(What the task asks) Find the lines below that contain the string "both". Copy each one.

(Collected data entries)
↓↓↓
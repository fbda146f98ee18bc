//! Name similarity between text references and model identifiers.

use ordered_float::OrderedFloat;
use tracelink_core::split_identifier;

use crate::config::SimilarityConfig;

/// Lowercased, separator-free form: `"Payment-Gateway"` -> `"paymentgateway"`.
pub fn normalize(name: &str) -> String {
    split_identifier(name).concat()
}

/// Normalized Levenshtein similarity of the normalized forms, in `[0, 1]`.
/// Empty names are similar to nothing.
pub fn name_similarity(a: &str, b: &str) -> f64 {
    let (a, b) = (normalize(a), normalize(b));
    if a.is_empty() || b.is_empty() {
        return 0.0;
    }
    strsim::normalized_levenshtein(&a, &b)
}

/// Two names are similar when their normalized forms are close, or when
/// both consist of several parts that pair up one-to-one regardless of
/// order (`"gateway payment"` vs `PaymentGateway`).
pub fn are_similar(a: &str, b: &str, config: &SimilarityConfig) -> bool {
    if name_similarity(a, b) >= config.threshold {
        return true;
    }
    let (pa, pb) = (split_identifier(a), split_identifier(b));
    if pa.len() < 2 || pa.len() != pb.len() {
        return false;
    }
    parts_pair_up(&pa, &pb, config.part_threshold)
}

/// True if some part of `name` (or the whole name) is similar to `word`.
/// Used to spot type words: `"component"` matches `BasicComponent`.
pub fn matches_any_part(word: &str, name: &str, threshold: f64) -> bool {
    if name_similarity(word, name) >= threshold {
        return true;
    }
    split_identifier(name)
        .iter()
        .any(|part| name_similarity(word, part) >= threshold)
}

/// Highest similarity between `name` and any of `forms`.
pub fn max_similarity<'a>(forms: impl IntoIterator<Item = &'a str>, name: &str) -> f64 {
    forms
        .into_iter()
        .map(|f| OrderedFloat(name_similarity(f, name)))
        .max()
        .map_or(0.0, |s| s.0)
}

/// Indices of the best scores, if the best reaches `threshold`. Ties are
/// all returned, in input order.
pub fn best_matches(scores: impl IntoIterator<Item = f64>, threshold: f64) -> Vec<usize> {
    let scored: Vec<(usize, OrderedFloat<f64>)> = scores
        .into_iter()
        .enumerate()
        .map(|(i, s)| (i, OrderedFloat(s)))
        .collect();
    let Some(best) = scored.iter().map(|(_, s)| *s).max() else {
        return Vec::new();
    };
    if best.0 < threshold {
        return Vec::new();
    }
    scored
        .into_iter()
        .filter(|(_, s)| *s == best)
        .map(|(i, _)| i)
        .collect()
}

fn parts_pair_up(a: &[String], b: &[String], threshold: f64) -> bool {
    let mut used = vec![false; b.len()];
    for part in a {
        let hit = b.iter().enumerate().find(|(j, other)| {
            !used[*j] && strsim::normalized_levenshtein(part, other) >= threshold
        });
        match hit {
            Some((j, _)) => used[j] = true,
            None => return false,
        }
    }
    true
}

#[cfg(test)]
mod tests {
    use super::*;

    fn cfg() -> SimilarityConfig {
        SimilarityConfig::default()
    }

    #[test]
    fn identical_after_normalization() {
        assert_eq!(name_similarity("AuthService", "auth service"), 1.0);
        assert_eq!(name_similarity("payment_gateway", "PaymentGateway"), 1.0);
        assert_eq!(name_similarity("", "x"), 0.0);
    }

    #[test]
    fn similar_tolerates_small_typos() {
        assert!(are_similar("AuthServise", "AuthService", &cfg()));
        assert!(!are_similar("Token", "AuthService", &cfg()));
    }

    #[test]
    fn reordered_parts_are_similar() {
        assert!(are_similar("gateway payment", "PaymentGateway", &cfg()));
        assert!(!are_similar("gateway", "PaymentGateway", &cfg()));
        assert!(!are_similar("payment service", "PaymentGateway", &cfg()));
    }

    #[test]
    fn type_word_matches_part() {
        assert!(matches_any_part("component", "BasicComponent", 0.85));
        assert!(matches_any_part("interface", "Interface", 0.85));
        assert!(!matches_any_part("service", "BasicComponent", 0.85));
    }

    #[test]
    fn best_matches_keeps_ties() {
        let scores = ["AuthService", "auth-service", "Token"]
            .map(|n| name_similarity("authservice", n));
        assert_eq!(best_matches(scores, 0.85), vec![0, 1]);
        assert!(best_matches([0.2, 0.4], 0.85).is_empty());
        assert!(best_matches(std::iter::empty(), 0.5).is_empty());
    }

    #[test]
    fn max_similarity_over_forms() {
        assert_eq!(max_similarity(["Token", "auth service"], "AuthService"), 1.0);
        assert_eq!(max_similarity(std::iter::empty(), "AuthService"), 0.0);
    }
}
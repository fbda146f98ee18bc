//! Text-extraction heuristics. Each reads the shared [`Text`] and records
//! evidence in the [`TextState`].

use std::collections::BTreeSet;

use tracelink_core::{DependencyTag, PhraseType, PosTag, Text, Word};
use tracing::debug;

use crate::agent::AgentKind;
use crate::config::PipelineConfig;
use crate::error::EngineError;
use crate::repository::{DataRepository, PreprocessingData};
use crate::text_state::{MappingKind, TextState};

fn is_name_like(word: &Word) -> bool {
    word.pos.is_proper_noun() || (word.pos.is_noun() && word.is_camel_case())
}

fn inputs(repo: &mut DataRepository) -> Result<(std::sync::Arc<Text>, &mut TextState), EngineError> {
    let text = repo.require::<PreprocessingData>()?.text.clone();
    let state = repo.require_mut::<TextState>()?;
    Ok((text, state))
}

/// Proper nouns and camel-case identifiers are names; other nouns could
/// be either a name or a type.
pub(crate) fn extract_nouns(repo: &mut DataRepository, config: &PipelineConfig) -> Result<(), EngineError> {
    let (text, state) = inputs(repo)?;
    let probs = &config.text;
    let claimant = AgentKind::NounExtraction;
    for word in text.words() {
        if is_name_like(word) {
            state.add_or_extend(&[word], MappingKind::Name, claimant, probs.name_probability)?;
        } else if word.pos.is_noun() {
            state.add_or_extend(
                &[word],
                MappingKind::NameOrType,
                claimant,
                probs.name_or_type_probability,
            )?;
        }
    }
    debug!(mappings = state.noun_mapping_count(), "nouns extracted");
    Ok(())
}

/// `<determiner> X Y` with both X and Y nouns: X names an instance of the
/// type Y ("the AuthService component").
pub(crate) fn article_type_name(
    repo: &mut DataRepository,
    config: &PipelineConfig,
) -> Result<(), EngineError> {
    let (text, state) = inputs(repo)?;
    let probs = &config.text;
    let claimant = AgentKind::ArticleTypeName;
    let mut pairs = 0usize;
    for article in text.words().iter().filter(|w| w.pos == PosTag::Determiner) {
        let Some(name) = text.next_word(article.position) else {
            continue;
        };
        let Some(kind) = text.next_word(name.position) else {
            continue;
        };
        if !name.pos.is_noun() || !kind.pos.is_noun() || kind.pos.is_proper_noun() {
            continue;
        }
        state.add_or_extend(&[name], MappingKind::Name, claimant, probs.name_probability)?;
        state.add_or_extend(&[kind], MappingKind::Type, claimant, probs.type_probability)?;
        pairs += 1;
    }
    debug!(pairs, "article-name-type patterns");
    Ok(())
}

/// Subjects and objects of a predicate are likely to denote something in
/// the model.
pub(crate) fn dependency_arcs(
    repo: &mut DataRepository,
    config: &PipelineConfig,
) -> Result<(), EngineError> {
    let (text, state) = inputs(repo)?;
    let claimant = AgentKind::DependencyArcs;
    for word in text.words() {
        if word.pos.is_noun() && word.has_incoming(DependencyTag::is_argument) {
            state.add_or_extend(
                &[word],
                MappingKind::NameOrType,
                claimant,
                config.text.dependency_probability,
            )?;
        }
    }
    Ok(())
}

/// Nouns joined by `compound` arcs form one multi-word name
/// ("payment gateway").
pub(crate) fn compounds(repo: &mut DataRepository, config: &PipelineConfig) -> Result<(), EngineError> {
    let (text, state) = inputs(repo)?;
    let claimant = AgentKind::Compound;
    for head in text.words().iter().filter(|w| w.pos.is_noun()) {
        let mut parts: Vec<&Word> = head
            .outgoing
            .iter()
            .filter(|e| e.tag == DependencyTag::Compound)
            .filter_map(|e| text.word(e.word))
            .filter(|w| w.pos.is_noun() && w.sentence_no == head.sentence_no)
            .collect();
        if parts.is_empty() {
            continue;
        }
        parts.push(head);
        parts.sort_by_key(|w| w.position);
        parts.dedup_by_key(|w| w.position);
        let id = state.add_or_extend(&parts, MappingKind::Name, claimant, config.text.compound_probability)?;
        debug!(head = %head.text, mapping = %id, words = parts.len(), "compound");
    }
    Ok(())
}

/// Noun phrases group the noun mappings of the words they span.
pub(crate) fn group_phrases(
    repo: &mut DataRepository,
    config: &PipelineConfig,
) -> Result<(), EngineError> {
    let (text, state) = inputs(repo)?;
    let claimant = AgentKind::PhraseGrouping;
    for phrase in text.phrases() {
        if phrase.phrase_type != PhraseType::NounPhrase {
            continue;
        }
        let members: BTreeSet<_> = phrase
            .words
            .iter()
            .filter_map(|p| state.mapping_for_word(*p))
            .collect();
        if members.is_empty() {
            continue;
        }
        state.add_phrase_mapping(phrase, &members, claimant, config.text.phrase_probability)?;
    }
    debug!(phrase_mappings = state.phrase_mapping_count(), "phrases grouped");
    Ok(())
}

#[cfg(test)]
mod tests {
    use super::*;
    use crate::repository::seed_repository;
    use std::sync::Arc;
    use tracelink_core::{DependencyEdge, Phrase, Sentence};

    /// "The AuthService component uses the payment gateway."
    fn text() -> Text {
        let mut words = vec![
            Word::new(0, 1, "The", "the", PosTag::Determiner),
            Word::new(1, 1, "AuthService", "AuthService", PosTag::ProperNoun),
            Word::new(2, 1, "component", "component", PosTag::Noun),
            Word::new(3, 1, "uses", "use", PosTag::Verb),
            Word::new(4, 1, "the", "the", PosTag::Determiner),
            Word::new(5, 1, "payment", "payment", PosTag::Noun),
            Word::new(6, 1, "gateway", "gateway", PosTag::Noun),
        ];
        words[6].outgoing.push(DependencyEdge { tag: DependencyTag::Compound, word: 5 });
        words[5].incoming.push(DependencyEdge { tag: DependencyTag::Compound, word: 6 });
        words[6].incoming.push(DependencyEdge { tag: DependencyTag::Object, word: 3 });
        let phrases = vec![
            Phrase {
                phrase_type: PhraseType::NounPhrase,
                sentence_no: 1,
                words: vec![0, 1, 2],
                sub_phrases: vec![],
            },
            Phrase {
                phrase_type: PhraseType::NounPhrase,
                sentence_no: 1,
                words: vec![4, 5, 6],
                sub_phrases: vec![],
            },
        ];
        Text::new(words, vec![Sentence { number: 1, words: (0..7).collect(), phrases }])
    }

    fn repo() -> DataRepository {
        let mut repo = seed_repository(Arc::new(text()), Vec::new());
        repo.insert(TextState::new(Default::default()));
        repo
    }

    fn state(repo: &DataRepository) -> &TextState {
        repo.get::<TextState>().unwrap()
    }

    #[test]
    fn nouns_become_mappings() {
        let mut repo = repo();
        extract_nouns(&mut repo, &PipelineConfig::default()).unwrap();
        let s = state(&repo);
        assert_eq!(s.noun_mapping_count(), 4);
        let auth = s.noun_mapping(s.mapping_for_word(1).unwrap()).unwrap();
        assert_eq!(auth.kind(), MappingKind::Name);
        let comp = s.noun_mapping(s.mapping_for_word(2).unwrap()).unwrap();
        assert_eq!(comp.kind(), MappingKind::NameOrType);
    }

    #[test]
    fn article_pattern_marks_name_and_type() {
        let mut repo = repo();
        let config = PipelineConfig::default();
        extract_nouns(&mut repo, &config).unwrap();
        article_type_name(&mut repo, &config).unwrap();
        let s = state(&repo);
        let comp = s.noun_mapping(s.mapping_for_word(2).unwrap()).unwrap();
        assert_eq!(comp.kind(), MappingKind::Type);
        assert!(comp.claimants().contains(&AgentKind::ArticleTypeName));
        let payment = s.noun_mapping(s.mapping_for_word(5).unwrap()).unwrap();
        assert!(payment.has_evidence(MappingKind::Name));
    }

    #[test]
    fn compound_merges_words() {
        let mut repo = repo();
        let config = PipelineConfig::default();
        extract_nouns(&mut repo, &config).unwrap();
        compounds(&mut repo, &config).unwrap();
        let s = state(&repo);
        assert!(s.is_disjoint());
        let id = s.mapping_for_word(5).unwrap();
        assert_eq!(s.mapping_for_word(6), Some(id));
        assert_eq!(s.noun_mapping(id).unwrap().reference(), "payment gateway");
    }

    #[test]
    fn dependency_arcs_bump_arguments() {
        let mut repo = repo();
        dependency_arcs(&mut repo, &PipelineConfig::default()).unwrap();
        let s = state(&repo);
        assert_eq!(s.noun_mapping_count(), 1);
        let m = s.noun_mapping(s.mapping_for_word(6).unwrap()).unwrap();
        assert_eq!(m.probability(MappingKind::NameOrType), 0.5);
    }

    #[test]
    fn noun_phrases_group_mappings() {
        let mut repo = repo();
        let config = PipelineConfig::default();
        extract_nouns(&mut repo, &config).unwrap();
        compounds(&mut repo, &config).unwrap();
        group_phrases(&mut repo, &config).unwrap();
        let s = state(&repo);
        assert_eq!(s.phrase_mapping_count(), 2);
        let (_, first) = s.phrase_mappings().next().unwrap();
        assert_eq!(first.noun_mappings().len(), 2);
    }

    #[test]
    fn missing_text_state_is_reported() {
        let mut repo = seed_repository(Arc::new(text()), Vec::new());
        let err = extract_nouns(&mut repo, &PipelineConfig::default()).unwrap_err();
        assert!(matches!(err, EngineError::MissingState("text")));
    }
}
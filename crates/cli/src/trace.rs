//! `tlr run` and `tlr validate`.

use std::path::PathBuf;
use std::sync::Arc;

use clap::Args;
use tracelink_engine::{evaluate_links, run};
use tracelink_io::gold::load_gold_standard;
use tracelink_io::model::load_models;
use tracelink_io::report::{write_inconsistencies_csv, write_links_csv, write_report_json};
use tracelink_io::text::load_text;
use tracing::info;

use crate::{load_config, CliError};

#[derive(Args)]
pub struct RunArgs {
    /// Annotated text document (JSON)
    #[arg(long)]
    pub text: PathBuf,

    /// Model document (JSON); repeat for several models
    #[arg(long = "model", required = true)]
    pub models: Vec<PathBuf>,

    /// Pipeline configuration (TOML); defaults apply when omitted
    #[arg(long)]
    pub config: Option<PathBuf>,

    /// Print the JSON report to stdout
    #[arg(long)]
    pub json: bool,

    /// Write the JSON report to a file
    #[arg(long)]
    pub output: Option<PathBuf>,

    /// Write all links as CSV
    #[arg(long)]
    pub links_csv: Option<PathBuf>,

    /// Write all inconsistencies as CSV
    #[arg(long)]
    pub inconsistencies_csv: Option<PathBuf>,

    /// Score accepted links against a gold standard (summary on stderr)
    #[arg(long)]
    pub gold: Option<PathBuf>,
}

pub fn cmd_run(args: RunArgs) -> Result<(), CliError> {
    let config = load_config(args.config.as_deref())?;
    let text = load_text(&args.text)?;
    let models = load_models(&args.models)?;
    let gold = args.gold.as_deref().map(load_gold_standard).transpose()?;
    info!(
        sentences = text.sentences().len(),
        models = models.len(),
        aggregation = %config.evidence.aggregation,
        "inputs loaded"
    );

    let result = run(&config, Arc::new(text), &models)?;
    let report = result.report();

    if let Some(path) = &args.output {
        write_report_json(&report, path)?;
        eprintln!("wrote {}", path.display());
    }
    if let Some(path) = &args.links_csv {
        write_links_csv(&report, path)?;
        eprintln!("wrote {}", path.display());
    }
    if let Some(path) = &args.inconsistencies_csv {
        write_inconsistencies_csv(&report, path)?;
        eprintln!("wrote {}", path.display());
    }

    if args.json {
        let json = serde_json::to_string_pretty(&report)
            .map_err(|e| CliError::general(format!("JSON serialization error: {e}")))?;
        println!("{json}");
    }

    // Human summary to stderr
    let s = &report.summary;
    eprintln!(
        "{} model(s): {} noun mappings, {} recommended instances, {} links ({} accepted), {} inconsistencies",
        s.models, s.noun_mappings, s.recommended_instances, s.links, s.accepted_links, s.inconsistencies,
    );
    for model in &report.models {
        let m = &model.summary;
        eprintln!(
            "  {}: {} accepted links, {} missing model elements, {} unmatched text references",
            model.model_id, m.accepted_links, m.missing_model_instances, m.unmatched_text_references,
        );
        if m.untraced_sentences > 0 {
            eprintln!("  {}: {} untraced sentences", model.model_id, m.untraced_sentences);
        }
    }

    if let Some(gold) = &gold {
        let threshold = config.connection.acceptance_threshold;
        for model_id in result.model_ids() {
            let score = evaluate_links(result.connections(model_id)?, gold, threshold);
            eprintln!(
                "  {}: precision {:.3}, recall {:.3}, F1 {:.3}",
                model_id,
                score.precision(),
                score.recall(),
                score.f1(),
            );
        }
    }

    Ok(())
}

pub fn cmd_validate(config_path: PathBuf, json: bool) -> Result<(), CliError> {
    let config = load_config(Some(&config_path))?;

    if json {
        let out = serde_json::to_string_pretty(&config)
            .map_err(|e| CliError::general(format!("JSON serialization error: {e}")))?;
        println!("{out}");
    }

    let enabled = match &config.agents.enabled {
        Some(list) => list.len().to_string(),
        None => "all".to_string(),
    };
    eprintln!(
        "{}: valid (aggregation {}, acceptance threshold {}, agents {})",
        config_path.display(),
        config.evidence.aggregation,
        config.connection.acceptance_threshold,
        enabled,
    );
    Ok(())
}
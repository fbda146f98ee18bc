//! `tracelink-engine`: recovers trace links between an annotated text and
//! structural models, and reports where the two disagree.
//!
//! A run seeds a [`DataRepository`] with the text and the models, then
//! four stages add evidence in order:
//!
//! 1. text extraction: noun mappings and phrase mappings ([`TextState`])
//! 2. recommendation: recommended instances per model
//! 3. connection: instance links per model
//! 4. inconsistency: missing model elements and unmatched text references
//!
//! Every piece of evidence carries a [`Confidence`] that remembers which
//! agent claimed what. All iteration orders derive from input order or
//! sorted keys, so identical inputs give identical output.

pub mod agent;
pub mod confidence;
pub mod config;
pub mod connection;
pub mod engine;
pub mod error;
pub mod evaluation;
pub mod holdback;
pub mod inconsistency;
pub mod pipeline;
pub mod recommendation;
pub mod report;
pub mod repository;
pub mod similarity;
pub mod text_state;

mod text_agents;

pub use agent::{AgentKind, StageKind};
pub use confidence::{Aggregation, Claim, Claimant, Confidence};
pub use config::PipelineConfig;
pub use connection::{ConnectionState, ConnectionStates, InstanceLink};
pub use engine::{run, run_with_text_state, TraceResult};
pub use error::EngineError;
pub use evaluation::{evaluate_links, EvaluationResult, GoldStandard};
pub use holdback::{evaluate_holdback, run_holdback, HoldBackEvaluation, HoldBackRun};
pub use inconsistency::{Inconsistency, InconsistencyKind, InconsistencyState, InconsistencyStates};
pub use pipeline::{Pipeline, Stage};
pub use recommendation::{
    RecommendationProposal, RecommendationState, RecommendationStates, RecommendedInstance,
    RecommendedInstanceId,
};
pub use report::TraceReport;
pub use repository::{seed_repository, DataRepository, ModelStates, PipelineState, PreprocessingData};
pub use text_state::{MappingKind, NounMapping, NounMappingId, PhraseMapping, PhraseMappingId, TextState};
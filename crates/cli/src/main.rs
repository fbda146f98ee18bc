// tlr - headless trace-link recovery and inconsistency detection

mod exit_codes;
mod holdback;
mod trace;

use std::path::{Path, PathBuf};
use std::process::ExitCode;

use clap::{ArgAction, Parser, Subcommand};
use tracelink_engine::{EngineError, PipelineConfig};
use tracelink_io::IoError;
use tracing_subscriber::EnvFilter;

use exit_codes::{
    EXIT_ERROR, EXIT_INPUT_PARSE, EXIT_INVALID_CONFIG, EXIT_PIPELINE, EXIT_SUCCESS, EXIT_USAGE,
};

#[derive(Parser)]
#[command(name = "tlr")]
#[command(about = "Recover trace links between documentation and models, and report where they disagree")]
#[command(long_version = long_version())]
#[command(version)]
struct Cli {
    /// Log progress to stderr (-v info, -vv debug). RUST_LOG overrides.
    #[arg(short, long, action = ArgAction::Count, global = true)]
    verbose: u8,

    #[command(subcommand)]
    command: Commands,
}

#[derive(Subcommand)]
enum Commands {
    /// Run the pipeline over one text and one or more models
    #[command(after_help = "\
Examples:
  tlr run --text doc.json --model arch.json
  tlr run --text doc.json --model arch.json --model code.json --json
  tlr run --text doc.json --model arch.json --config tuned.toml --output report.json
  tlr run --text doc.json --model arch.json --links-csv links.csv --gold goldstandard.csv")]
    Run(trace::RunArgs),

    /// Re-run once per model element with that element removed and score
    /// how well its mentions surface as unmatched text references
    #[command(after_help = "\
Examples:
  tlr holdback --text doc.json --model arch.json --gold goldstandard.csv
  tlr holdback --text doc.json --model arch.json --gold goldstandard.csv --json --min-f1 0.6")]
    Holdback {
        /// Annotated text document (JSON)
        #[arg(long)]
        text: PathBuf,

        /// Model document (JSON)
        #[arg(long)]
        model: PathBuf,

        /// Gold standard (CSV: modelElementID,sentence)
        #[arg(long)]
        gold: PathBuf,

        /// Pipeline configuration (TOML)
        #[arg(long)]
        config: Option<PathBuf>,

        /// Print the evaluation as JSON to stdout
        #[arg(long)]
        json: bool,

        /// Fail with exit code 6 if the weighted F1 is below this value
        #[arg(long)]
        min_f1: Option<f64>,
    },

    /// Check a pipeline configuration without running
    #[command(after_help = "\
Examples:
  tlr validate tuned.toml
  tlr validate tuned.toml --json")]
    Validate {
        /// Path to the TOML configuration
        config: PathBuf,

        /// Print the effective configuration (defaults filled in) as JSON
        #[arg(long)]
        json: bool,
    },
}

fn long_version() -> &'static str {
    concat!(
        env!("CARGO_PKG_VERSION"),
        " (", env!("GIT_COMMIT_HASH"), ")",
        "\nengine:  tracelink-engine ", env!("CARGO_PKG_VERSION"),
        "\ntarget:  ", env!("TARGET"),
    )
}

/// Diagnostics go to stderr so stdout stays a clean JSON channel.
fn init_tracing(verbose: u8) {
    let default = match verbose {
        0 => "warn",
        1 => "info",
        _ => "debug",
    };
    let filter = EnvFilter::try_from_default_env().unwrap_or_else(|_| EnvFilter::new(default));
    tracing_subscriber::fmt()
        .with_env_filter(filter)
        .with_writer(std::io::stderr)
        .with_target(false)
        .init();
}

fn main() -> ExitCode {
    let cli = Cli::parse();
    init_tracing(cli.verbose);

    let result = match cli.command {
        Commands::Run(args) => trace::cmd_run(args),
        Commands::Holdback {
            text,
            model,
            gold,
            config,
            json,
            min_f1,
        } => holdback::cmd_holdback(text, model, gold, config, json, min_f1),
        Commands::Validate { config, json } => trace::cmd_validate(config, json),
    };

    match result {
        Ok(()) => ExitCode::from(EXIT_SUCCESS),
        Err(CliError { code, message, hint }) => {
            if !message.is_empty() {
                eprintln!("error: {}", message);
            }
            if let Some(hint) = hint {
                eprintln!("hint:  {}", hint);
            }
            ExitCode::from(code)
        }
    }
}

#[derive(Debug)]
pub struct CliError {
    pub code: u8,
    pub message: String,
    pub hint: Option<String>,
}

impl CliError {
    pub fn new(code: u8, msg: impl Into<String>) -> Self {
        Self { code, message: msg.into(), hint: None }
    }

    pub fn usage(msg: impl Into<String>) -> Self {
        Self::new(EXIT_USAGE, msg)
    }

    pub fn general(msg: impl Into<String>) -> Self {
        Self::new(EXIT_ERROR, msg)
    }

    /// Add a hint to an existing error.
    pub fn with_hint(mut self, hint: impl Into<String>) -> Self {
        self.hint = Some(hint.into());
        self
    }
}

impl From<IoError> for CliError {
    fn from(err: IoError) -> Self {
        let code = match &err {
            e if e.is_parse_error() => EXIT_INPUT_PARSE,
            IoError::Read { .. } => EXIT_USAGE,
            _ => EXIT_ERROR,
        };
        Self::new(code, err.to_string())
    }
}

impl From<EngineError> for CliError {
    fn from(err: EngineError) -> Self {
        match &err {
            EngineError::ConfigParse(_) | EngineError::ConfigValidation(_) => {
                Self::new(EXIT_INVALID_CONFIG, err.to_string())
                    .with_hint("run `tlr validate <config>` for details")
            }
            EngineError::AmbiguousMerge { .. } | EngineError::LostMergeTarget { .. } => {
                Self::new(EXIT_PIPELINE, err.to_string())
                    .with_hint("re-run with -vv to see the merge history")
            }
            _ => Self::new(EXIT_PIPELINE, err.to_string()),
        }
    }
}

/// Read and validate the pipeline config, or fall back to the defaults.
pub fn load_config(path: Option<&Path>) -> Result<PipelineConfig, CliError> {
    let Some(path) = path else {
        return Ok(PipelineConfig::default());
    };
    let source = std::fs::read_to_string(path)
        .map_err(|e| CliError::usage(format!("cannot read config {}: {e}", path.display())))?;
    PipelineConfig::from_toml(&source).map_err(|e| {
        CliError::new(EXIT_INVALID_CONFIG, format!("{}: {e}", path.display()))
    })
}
↑↑↑
(Answer box)
/// both consist of several parts that pair up one-to-one regardless of
/// `<determiner> X Y` with both X and Y nouns: X names an instance of the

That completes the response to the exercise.